--- Dataset extract ---
★ ★ ★ ★ ★ ★ ★

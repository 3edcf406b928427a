use std::fmt;
use chrono::NaiveDateTime;
use serde::{Serialize, Deserialize};

use crate::domain::enums::{OptionType, TradeAction};

/// One executed instrument within a (possibly multi-instrument) order
#[derive(Clone, Debug, PartialEq, Serialize, Deserialize)]
pub struct Leg {
    /// Whether the leg was bought or sold
    pub action: TradeAction,

    /// Number of contracts or shares executed
    pub quantity: u32,

    /// Underlying ticker
    pub symbol: String,

    /// Option expiry at midnight; absent for equity legs
    #[serde(skip_serializing_if = "Option::is_none")]
    pub expiration: Option<NaiveDateTime>,

    /// Put or Call; absent for equity legs
    #[serde(skip_serializing_if = "Option::is_none")]
    pub option_type: Option<OptionType>,

    /// Strike price; absent for equity legs
    #[serde(skip_serializing_if = "Option::is_none")]
    pub strike: Option<f64>,

    /// Execution price for this leg, exactly as the broker printed it
    pub fill_price: f64,

    /// When this leg executed; legs of one order may fill at different times
    pub fill_time: NaiveDateTime,
}

impl Leg {
    /// True when the leg carries option qualifiers
    pub fn is_option(&self) -> bool {
        self.option_type.is_some()
    }
}

/// A parsed fill confirmation: one broker order together with every leg
/// that executed under it. Immutable once assembled; the record owns its
/// legs outright.
#[derive(Clone, Debug, PartialEq, Serialize, Deserialize)]
pub struct TradeRecord {
    /// Numeric identifier assigned by the broker
    pub order_id: String,

    /// When the broker received the order
    pub date_received: NaiveDateTime,

    /// Broker's textual order description (e.g. "Limit @ 1.10 Credit")
    pub order_type: String,

    /// Executed legs, in the order they appeared in the source text
    pub legs: Vec<Leg>,
}

impl fmt::Display for TradeRecord {
    fn fmt(&self, f: &mut fmt::Formatter<'_>) -> fmt::Result {
        write!(f, "TradeRecord {{ order_id: {}, order_type: {}, legs: {} }}",
            self.order_id, self.order_type, self.legs.len())
    }
}

/// One field-level difference between two records, path-addressed
/// (e.g. `legs[1].strike`). Produced by [`TradeRecord::diff`].
#[derive(Clone, Debug, PartialEq, Eq)]
pub struct FieldDiff {
    pub field: String,
    pub left: String,
    pub right: String,
}

impl FieldDiff {
    fn of<T: fmt::Debug>(field: String, left: &T, right: &T) -> Self {
        FieldDiff {
            field,
            left: format!("{:?}", left),
            right: format!("{:?}", right),
        }
    }
}

impl TradeRecord {
    /// Field-by-field comparison against another record. Empty result
    /// means the records are structurally identical. Used by the
    /// reconciliation check that compares independently produced records,
    /// and by tests.
    pub fn diff(&self, other: &TradeRecord) -> Vec<FieldDiff> {
        let mut diffs = Vec::new();

        if self.order_id != other.order_id {
            diffs.push(FieldDiff::of("order_id".to_string(), &self.order_id, &other.order_id));
        }
        if self.date_received != other.date_received {
            diffs.push(FieldDiff::of("date_received".to_string(), &self.date_received, &other.date_received));
        }
        if self.order_type != other.order_type {
            diffs.push(FieldDiff::of("order_type".to_string(), &self.order_type, &other.order_type));
        }
        if self.legs.len() != other.legs.len() {
            diffs.push(FieldDiff::of("legs.len".to_string(), &self.legs.len(), &other.legs.len()));
        }

        for (i, (a, b)) in self.legs.iter().zip(other.legs.iter()).enumerate() {
            if a.action != b.action {
                diffs.push(FieldDiff::of(format!("legs[{}].action", i), &a.action, &b.action));
            }
            if a.quantity != b.quantity {
                diffs.push(FieldDiff::of(format!("legs[{}].quantity", i), &a.quantity, &b.quantity));
            }
            if a.symbol != b.symbol {
                diffs.push(FieldDiff::of(format!("legs[{}].symbol", i), &a.symbol, &b.symbol));
            }
            if a.expiration != b.expiration {
                diffs.push(FieldDiff::of(format!("legs[{}].expiration", i), &a.expiration, &b.expiration));
            }
            if a.option_type != b.option_type {
                diffs.push(FieldDiff::of(format!("legs[{}].option_type", i), &a.option_type, &b.option_type));
            }
            if a.strike != b.strike {
                diffs.push(FieldDiff::of(format!("legs[{}].strike", i), &a.strike, &b.strike));
            }
            if a.fill_price != b.fill_price {
                diffs.push(FieldDiff::of(format!("legs[{}].fill_price", i), &a.fill_price, &b.fill_price));
            }
            if a.fill_time != b.fill_time {
                diffs.push(FieldDiff::of(format!("legs[{}].fill_time", i), &a.fill_time, &b.fill_time));
            }
        }

        diffs
    }
}
use tasty_fill_parser::infrastructure::email::SourceFilter;

#[test]
fn test_accepts_broker_fill_mail() {
    let filter = SourceFilter::default();
    assert!(filter.is_relevant("noreply@tastytrade.com", "Order Fill Notification"));
}

#[test]
fn test_accepts_subdomains_and_display_names() {
    let filter = SourceFilter::default();

    // Subdomain of the configured domain
    assert!(filter.is_relevant("alerts@mail.tastytrade.com", "Order Fill"));

    // Display-name form, mixed case
    assert!(filter.is_relevant("tastytrade <noreply@Tastytrade.com>", "Order Fill"));
}

#[test]
fn test_rejects_other_senders() {
    let filter = SourceFilter::default();

    assert!(!filter.is_relevant("friend@example.com", "Order Fill"));
    // A domain merely ending in the broker name is not the broker
    assert!(!filter.is_relevant("noreply@nottastytrade.com", "Order Fill"));
    // Fails closed on ambiguous input
    assert!(!filter.is_relevant("", "Order Fill"));
    assert!(!filter.is_relevant("no-address-here", "Order Fill"));
}

#[test]
fn test_rejects_subjects_without_the_marker() {
    let filter = SourceFilter::default();

    assert!(!filter.is_relevant("noreply@tastytrade.com", "Statement Ready"));
    assert!(!filter.is_relevant("noreply@tastytrade.com", ""));
    // Marker matching is case-sensitive, like the broker's templates
    assert!(!filter.is_relevant("noreply@tastytrade.com", "order fill notification"));
}

#[test]
fn test_custom_broker_settings() {
    let filter = SourceFilter::new("broker.example", "Execution Report");

    assert!(filter.is_relevant("fills@broker.example", "Execution Report #42"));
    assert!(!filter.is_relevant("fills@broker.example", "Order Fill"));
    assert!(!filter.is_relevant("noreply@tastytrade.com", "Execution Report #42"));
}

★ ★ ★ ★ ★ ★ ★

Every entry is to be retyped word for word.

repository 3edcf406b928427a
use std::fmt;
use chrono::NaiveDateTime;
use serde::{Serialize, Deserialize};

use crate::domain::enums::{OptionType, TradeAction};

/// One executed instrument within a (possibly multi-instrument) order
#[derive(Clone, Debug, PartialEq, Serialize, Deserialize)]
pub struct Leg {
    /// Whether the leg was bought or sold
    pub action: TradeAction,

    /// Number of contracts or shares executed
    pub quantity: u32,

    /// Underlying ticker
    pub symbol: String,

    /// Option expiry at midnight; absent for equity legs
    #[serde(skip_serializing_if = "Option::is_none")]
    pub expiration: Option<NaiveDateTime>,

    /// Put or Call; absent for equity legs
    #[serde(skip_serializing_if = "Option::is_none")]
    pub option_type: Option<OptionType>,

    /// Strike price; absent for equity legs
    #[serde(skip_serializing_if = "Option::is_none")]
    pub strike: Option<f64>,

    /// Execution price for this leg, exactly as the broker printed it
    pub fill_price: f64,

    /// When this leg executed; legs of one order may fill at different times
    pub fill_time: NaiveDateTime,
}

impl Leg {
    /// True when the leg carries option qualifiers
    pub fn is_option(&self) -> bool {
        self.option_type.is_some()
    }
}

/// A parsed fill confirmation: one broker order together with every leg
/// that executed under it. Immutable once assembled; the record owns its
/// legs outright.
#[derive(Clone, Debug, PartialEq, Serialize, Deserialize)]
pub struct TradeRecord {
    /// Numeric identifier assigned by the broker
    pub order_id: String,

    /// When the broker received the order
    pub date_received: NaiveDateTime,

    /// Broker's textual order description (e.g. "Limit @ 1.10 Credit")
    pub order_type: String,

    /// Executed legs, in the order they appeared in the source text
    pub legs: Vec<Leg>,
}

impl fmt::Display for TradeRecord {
    fn fmt(&self, f: &mut fmt::Formatter<'_>) -> fmt::Result {
        write!(f, "TradeRecord {{ order_id: {}, order_type: {}, legs: {} }}",
            self.order_id, self.order_type, self.legs.len())
    }
}

/// One field-level difference between two records, path-addressed
/// (e.g. `legs[1].strike`). Produced by [`TradeRecord::diff`].
#[derive(Clone, Debug, PartialEq, Eq)]
pub struct FieldDiff {
    pub field: String,
    pub left: String,
    pub right: String,
}

impl FieldDiff {
    fn of<T: fmt::Debug>(field: String, left: &T, right: &T) -> Self {
        FieldDiff {
            field,
            left: format!("{:?}", left),
            right: format!("{:?}", right),
        }
    }
}

impl TradeRecord {
    /// Field-by-field comparison against another record. Empty result
    /// means the records are structurally identical. Used by the
    /// reconciliation check that compares independently produced records,
    /// and by tests.
    pub fn diff(&self, other: &TradeRecord) -> Vec<FieldDiff> {
        let mut diffs = Vec::new();

        if self.order_id != other.order_id {
            diffs.push(FieldDiff::of("order_id".to_string(), &self.order_id, &other.order_id));
        }
        if self.date_received != other.date_received {
            diffs.push(FieldDiff::of("date_received".to_string(), &self.date_received, &other.date_received));
        }
        if self.order_type != other.order_type {
            diffs.push(FieldDiff::of("order_type".to_string(), &self.order_type, &other.order_type));
        }
        if self.legs.len() != other.legs.len() {
            diffs.push(FieldDiff::of("legs.len".to_string(), &self.legs.len(), &other.legs.len()));
        }

        for (i, (a, b)) in self.legs.iter().zip(other.legs.iter()).enumerate() {
            if a.action != b.action {
                diffs.push(FieldDiff::of(format!("legs[{}].action", i), &a.action, &b.action));
            }
            if a.quantity != b.quantity {
                diffs.push(FieldDiff::of(format!("legs[{}].quantity", i), &a.quantity, &b.quantity));
            }
            if a.symbol != b.symbol {
                diffs.push(FieldDiff::of(format!("legs[{}].symbol", i), &a.symbol, &b.symbol));
            }
            if a.expiration != b.expiration {
                diffs.push(FieldDiff::of(format!("legs[{}].expiration", i), &a.expiration, &b.expiration));
            }
            if a.option_type != b.option_type {
                diffs.push(FieldDiff::of(format!("legs[{}].option_type", i), &a.option_type, &b.option_type));
            }
            if a.strike != b.strike {
                diffs.push(FieldDiff::of(format!("legs[{}].strike", i), &a.strike, &b.strike));
            }
            if a.fill_price != b.fill_price {
                diffs.push(FieldDiff::of(format!("legs[{}].fill_price", i), &a.fill_price, &b.fill_price));
            }
            if a.fill_time != b.fill_time {
                diffs.push(FieldDiff::of(format!("legs[{}].fill_time", i), &a.fill_time, &b.fill_time));
            }
        }

        diffs
    }
}
use tasty_fill_parser::infrastructure::email::SourceFilter;

#[test]
fn test_accepts_broker_fill_mail() {
    let filter = SourceFilter::default();
    assert!(filter.is_relevant("noreply@tastytrade.com", "Order Fill Notification"));
}

#[test]
fn test_accepts_subdomains_and_display_names() {
    let filter = SourceFilter::default();

    // Subdomain of the configured domain
    assert!(filter.is_relevant("alerts@mail.tastytrade.com", "Order Fill"));

    // Display-name form, mixed case
    assert!(filter.is_relevant("tastytrade <noreply@Tastytrade.com>", "Order Fill"));
}

#[test]
fn test_rejects_other_senders() {
    let filter = SourceFilter::default();

    assert!(!filter.is_relevant("friend@example.com", "Order Fill"));
    // A domain merely ending in the broker name is not the broker
    assert!(!filter.is_relevant("noreply@nottastytrade.com", "Order Fill"));
    // Fails closed on ambiguous input
    assert!(!filter.is_relevant("", "Order Fill"));
    assert!(!filter.is_relevant("no-address-here", "Order Fill"));
}

#[test]
fn test_rejects_subjects_without_the_marker() {
    let filter = SourceFilter::default();

    assert!(!filter.is_relevant("noreply@tastytrade.com", "Statement Ready"));
    assert!(!filter.is_relevant("noreply@tastytrade.com", ""));
    // Marker matching is case-sensitive, like the broker's templates
    assert!(!filter.is_relevant("noreply@tastytrade.com", "order fill notification"));
}

#[test]
fn test_custom_broker_settings() {
    let filter = SourceFilter::new("broker.example", "Execution Report");

    assert!(filter.is_relevant("fills@broker.example", "Execution Report #42"));
    assert!(!filter.is_relevant("fills@broker.example", "Order Fill"));
    assert!(!filter.is_relevant("noreply@tastytrade.com", "Execution Report #42"));
}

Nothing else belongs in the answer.